Passados sete meses, Portugal agoniza. Tem a maior média diária de novos casos de contágio por milhão de habitantes nos últimos sete dias (931), a maior da Europa. A falta de leitos de UTI (no sábado, restavam apenas sete), levou o país a enviar pacientes para a Áustria - algo similar ao que o Amazonas tem feito com outros Estados brasileiros. Portugal estuda pedir mais ajuda a outras nações da União Europeia (UE).
O que houve?
Como em vários casos de nações que eram case de combate ao vírus e também sucumbiram nesse um ano de pandemia, as explicações são variadas e não, necessariamente, matemáticas. E trazem lições, especialmente para o Rio Grande do Sul, que também foi exemplo de contenção do coronavírus em relação ao Brasil no auge da primeira onda.
Em maior ou menor grau, a maioria dos países da Europa, passado o verão de liberdades e com relativo aumento de casos de covid-19 que já indicavam a segunda onda, se blindou para o inverno. Lembrando que lá, ele ocorre no segundo semestre, quando se aproximam as festas de final de ano. Espanha, Itália, Alemanha e Reino Unido adotaram restrições de viagens internas e no interior do Espaço Schengen. O número de pessoas permitidas em casa para festas de Natal e Ano-Novo também foi reduzido. Portugal, ao contrário, autorizou seus cidadãos a viajarem para encontros familiares entre cidades do país e não estabeleceu limites de pessoas reunidas nas festividades.

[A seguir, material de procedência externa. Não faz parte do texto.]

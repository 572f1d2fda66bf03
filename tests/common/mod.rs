//! Shared test infrastructure for integration tests.
//!
//! Each test gets a throwaway library root with a config that keeps every
//! path (including the stop marker) inside it.
#![allow(dead_code)]

use serde_json::{json, Value};
use std::fs;
use std::io::Write;
use std::path::PathBuf;
use std::process::{Command, Output, Stdio};
use tempfile::TempDir;

/// Prints `{"city": "Reno"}` for every entry.
pub const GEOCODE_OK: &str = r#"sh -c 'cat >/dev/null; echo "{\"city\": \"Reno\"}"'"#;

pub struct Library {
    _dir: TempDir,
    pub root: PathBuf,
}

impl Library {
    /// Library with three photos and an ingest/checksum/geocode pipeline.
    pub fn new(geocode_command: &str) -> Self {
        let stages = json!([
            {"name": "ingest", "kind": "ingest", "extensions": ["jpg"]},
            {"name": "checksum", "kind": "checksum", "requires": ["ingest"]},
            {"name": "geocode", "kind": "command", "requires": ["ingest"],
             "command": geocode_command, "section": "location", "timeout_secs": 20}
        ]);
        Self::with_stages(stages)
    }

    pub fn with_stages(stages: Value) -> Self {
        let dir = tempfile::tempdir().expect("temp dir");
        let root = dir.path().to_path_buf();
        let library = Self { _dir: dir, root };
        for name in ["a.jpg", "b.jpg", "c.jpg"] {
            library.add_photo(name, name.as_bytes());
        }
        library.add_photo("notes.txt", b"not a photo");
        library.write_config(&json!({
            "schema_version": 1,
            "paths": {
                "lib_root": library.root.display().to_string(),
                "input": "{lib_root}/albums",
                "stop_marker": "{lib_root}/run.stop"
            },
            "archive": {"targets": [{"name": "albums", "path": "{lib_root}/albums"}]},
            "stages": stages
        }));
        library
    }

    pub fn write_config(&self, config: &Value) {
        let text = serde_json::to_string_pretty(config).expect("serialize config");
        fs::write(self.config_path(), text).expect("write config");
    }

    pub fn config_path(&self) -> PathBuf {
        self.root.join("pipeline.json")
    }

    pub fn add_photo(&self, rel: &str, bytes: &[u8]) -> PathBuf {
        let path = self.root.join("albums").join(rel);
        fs::create_dir_all(path.parent().expect("parent")).expect("create album dir");
        fs::write(&path, bytes).expect("write photo");
        path
    }

    pub fn key(&self, rel: &str) -> String {
        self.root.join("albums").join(rel).display().to_string()
    }

    pub fn catalog_path(&self) -> PathBuf {
        self.root.join("pipeline/metadata/master.json")
    }

    pub fn history_path(&self) -> PathBuf {
        self.root.join("pipeline/metadata/history.jsonl")
    }

    pub fn stop_marker(&self) -> PathBuf {
        self.root.join("run.stop")
    }

    pub fn catalog(&self) -> Value {
        let bytes = fs::read(self.catalog_path()).expect("read catalog");
        serde_json::from_slice(&bytes).expect("parse catalog")
    }

    pub fn history(&self) -> Vec<Value> {
        let text = fs::read_to_string(self.history_path()).unwrap_or_default();
        text.lines()
            .map(|line| serde_json::from_str(line).expect("history line"))
            .collect()
    }

    /// Run the binary with this library's config and no stdin.
    pub fn scatalog(&self, args: &[&str]) -> Output {
        self.scatalog_with_input(args, "")
    }

    pub fn scatalog_with_input(&self, args: &[&str], input: &str) -> Output {
        let mut child = Command::new(env!("CARGO_BIN_EXE_scatalog"))
            .arg("--config")
            .arg(self.config_path())
            .args(args)
            .current_dir(&self.root)
            .env_remove("STAGE_CATALOG_LIB_ROOT")
            .env_remove("STAGE_CATALOG_CONFIG")
            .env("RUST_LOG", "warn")
            .stdin(Stdio::piped())
            .stdout(Stdio::piped())
            .stderr(Stdio::piped())
            .spawn()
            .expect("spawn scatalog");
        if let Some(mut stdin) = child.stdin.take() {
            let _ = stdin.write_all(input.as_bytes());
        }
        child.wait_with_output().expect("wait for scatalog")
    }

    /// `run --yes --json`, returning the parsed report.
    pub fn run_json(&self, extra: &[&str]) -> (Output, Value) {
        let mut args = vec!["run", "--yes", "--json"];
        args.extend_from_slice(extra);
        let output = self.scatalog(&args);
        let report = serde_json::from_slice(&output.stdout).unwrap_or(Value::Null);
        (output, report)
    }
}

pub fn stderr(output: &Output) -> String {
    String::from_utf8_lossy(&output.stderr).into_owned()
}

pub fn stage_summary<'a>(report: &'a Value, stage: &str) -> &'a Value {
    report["stages"]
        .as_array()
        .and_then(|stages| stages.iter().find(|s| s["stage"] == stage))
        .unwrap_or_else(|| panic!("no summary for {stage} in {report}"))
}
//! Append-only run history.
//!
//! One JSON line per `run`, so past runs stay auditable without rewriting
//! earlier records.
use crate::runner::StageSummary;
use anyhow::{Context, Result};
use serde::{Deserialize, Serialize};
use std::fs;
use std::io::Write;
use std::path::Path;

pub const HISTORY_SCHEMA_VERSION: u32 = 1;

#[derive(Debug, Clone, Copy, PartialEq, Eq, Serialize, Deserialize)]
#[serde(rename_all = "snake_case")]
pub enum RunOutcome {
    Completed,
    Stopped,
    Failed,
}

#[derive(Debug, Clone, PartialEq, Serialize, Deserialize)]
pub struct RunHistoryEntry {
    pub schema_version: u32,
    pub started_at: String,
    pub finished_at: String,
    pub stages: Vec<String>,
    #[serde(default)]
    pub summaries: Vec<SummaryRecord>,
    pub outcome: RunOutcome,
    #[serde(default, skip_serializing_if = "Option::is_none")]
    pub snapshot: Option<String>,
    #[serde(default, skip_serializing_if = "Option::is_none")]
    pub message: Option<String>,
}

/// Stage summary as stored in history.
#[derive(Debug, Clone, PartialEq, Eq, Serialize, Deserialize)]
pub struct SummaryRecord {
    pub stage: String,
    pub outcome: String,
    pub discovered: usize,
    pub processed: usize,
    pub skipped_done: usize,
    pub skipped_dependency: usize,
    pub failed: usize,
}

impl From<&StageSummary> for SummaryRecord {
    fn from(summary: &StageSummary) -> Self {
        let outcome = serde_json::to_value(summary.outcome)
            .ok()
            .and_then(|value| value.as_str().map(str::to_string))
            .unwrap_or_default();
        Self {
            stage: summary.stage.clone(),
            outcome,
            discovered: summary.discovered,
            processed: summary.processed,
            skipped_done: summary.skipped_done,
            skipped_dependency: summary.skipped_dependency,
            failed: summary.failed,
        }
    }
}

/// Append a history entry as JSONL.
pub fn append_history(path: &Path, entry: &RunHistoryEntry) -> Result<()> {
    if let Some(parent) = path.parent().filter(|p| !p.as_os_str().is_empty()) {
        fs::create_dir_all(parent).context("create history dir")?;
    }
    let mut file = fs::OpenOptions::new()
        .create(true)
        .append(true)
        .open(path)
        .with_context(|| format!("open {}", path.display()))?;
    let mut line = serde_json::to_string(entry).context("serialize run history entry")?;
    line.push('\n');
    file.write_all(line.as_bytes())
        .with_context(|| format!("write {}", path.display()))?;
    Ok(())
}

/// Read every parseable record; malformed lines are skipped with a warning.
pub fn load_history(path: &Path) -> Result<Vec<RunHistoryEntry>> {
    if !path.is_file() {
        return Ok(Vec::new());
    }
    let text = fs::read_to_string(path).with_context(|| format!("read {}", path.display()))?;
    let mut entries = Vec::new();
    for (index, line) in text.lines().enumerate() {
        if line.trim().is_empty() {
            continue;
        }
        match serde_json::from_str(line) {
            Ok(entry) => entries.push(entry),
            Err(err) => {
                tracing::warn!(path = %path.display(), line = index + 1, %err, "skipping history line")
            }
        }
    }
    Ok(entries)
}

#[cfg(test)]
mod tests {
    use super::*;
    use crate::runner::StageOutcome;

    fn entry(outcome: RunOutcome) -> RunHistoryEntry {
        let summary = StageSummary {
            stage: "ingest".to_string(),
            outcome: StageOutcome::Stopped,
            discovered: 4,
            processed: 2,
            skipped_done: 0,
            skipped_dependency: 0,
            failed: 0,
        };
        RunHistoryEntry {
            schema_version: HISTORY_SCHEMA_VERSION,
            started_at: "2025-01-01T00:00:00.000000Z".to_string(),
            finished_at: "2025-01-01T00:01:00.000000Z".to_string(),
            stages: vec!["ingest".to_string()],
            summaries: vec![SummaryRecord::from(&summary)],
            outcome,
            snapshot: None,
            message: None,
        }
    }

    #[test]
    fn appends_one_line_per_run() {
        let dir = tempfile::tempdir().expect("temp dir");
        let path = dir.path().join("meta").join("history.jsonl");
        append_history(&path, &entry(RunOutcome::Stopped)).expect("first");
        append_history(&path, &entry(RunOutcome::Completed)).expect("second");

        let text = fs::read_to_string(&path).expect("read");
        assert_eq!(text.lines().count(), 2);
        let loaded = load_history(&path).expect("load");
        assert_eq!(loaded[0].outcome, RunOutcome::Stopped);
        assert_eq!(loaded[0].summaries[0].outcome, "stopped");
        assert_eq!(loaded[1].outcome, RunOutcome::Completed);
    }

    #[test]
    fn torn_lines_are_skipped() {
        let dir = tempfile::tempdir().expect("temp dir");
        let path = dir.path().join("history.jsonl");
        append_history(&path, &entry(RunOutcome::Failed)).expect("append");
        fs::OpenOptions::new()
            .append(true)
            .open(&path)
            .and_then(|mut f| f.write_all(b"{\"schema_version\":"))
            .expect("torn write");
        assert_eq!(load_history(&path).expect("load").len(), 1);
    }
}
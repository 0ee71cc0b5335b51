//! Tracked-group history inspection/clearing, mounted under
//! `/api/internal/features/periodic_group_tracking`. Grounded on
//! `original_source/routers/features/periodic_group_tracking.py`, backed by
//! the same `HistoryService` the scheduler itself writes through.

use std::sync::Arc;

use rocket::serde::json::Json;
use rocket::{delete, get};
use rocket::State;
use serde_json::{json, Value};

use crate::error::AppResult;
use crate::state::AppState;

use super::guard::Identity;

#[get("/api/internal/features/periodic_group_tracking/trackedGroupMessages/<bot_id>")]
pub async fn get_all_tracked_messages(state: &State<Arc<AppState>>, _identity: Identity, bot_id: &str) -> AppResult<Json<Value>> {
    let periods = state.history.get_tracked_periods(bot_id, None).await;
    Ok(Json(json!(periods)))
}

#[get("/api/internal/features/periodic_group_tracking/trackedGroupMessages/<bot_id>/<group_id>")]
pub async fn get_group_tracked_messages(state: &State<Arc<AppState>>, _identity: Identity, bot_id: &str, group_id: &str) -> AppResult<Json<Value>> {
    let periods = state.history.get_tracked_periods(bot_id, Some(group_id)).await;
    Ok(Json(json!(periods)))
}

#[delete("/api/internal/features/periodic_group_tracking/trackedGroupMessages/<bot_id>")]
pub async fn delete_all_tracked_messages(state: &State<Arc<AppState>>, _identity: Identity, bot_id: &str) -> AppResult<Json<Value>> {
    let deleted = state.history.delete_all_periods(bot_id).await?;
    Ok(Json(json!({"status": "success", "deleted": deleted})))
}

#[delete("/api/internal/features/periodic_group_tracking/trackedGroupMessages/<bot_id>/<group_id>")]
pub async fn delete_group_tracked_messages(state: &State<Arc<AppState>>, _identity: Identity, bot_id: &str, group_id: &str) -> AppResult<Json<Value>> {
    let deleted = state.history.delete_group_periods(bot_id, group_id).await?;
    Ok(Json(json!({"status": "success", "deleted": deleted})))
}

Claro, não foi só isso. A notícia da descoberta da vacina e dos primeiros imunizados ali do lado, no Reino Unido, em 8 de dezembro, ajudou na percepção de que a pandemia se aproximava do fim. Mais: o relaxamento ocorreu em momento determinante: diante do aparecimento de uma nova cepa do coronavírus também ali do outro lado do Canal da Mancha, mais transmissível e letal, em especial em um país com o número de idosos elevado como Portugal. A incidência da nova cepa britânica no país triplicou em sete dias, está em 13% dos casos e pode chegar a 60% em fevereiro.
Como se sabe, a vacinação não avança tão rapidamente - nem na Europa rica - quanto o coronavírus. Diante da nova realidade, o governo português decidiu decretar nova quarentena em 15 de janeiro, mas manteve escolas abertas. Depois das críticas, o país voltou atrás e encerrou as atividades letivas. Hoje, o Executivo faz mea-culpa. O primeiro-ministro português, António Costa, diz que, se soubesse a tempo, as medidas para o Natal seriam diferentes.
Lições para o RS: fomos exemplo para o Brasil no auge da primeira onda. É possível vislumbrar a luz no fim do túnel, com a vacina que já chega a conhecidos nossos e, em breve, alcançará os mais chegados. Mas o inverno não está longe, e as doses não chegarão a tempo para todos para uma imunização coletiva. Há ainda as mutações que preocupam, como a cepa de Manaus. Os cuidados devem ser não apenas mantidos, mas redobrados. O exemplo de Portugal nos lembra que não, a pandemia não acabou.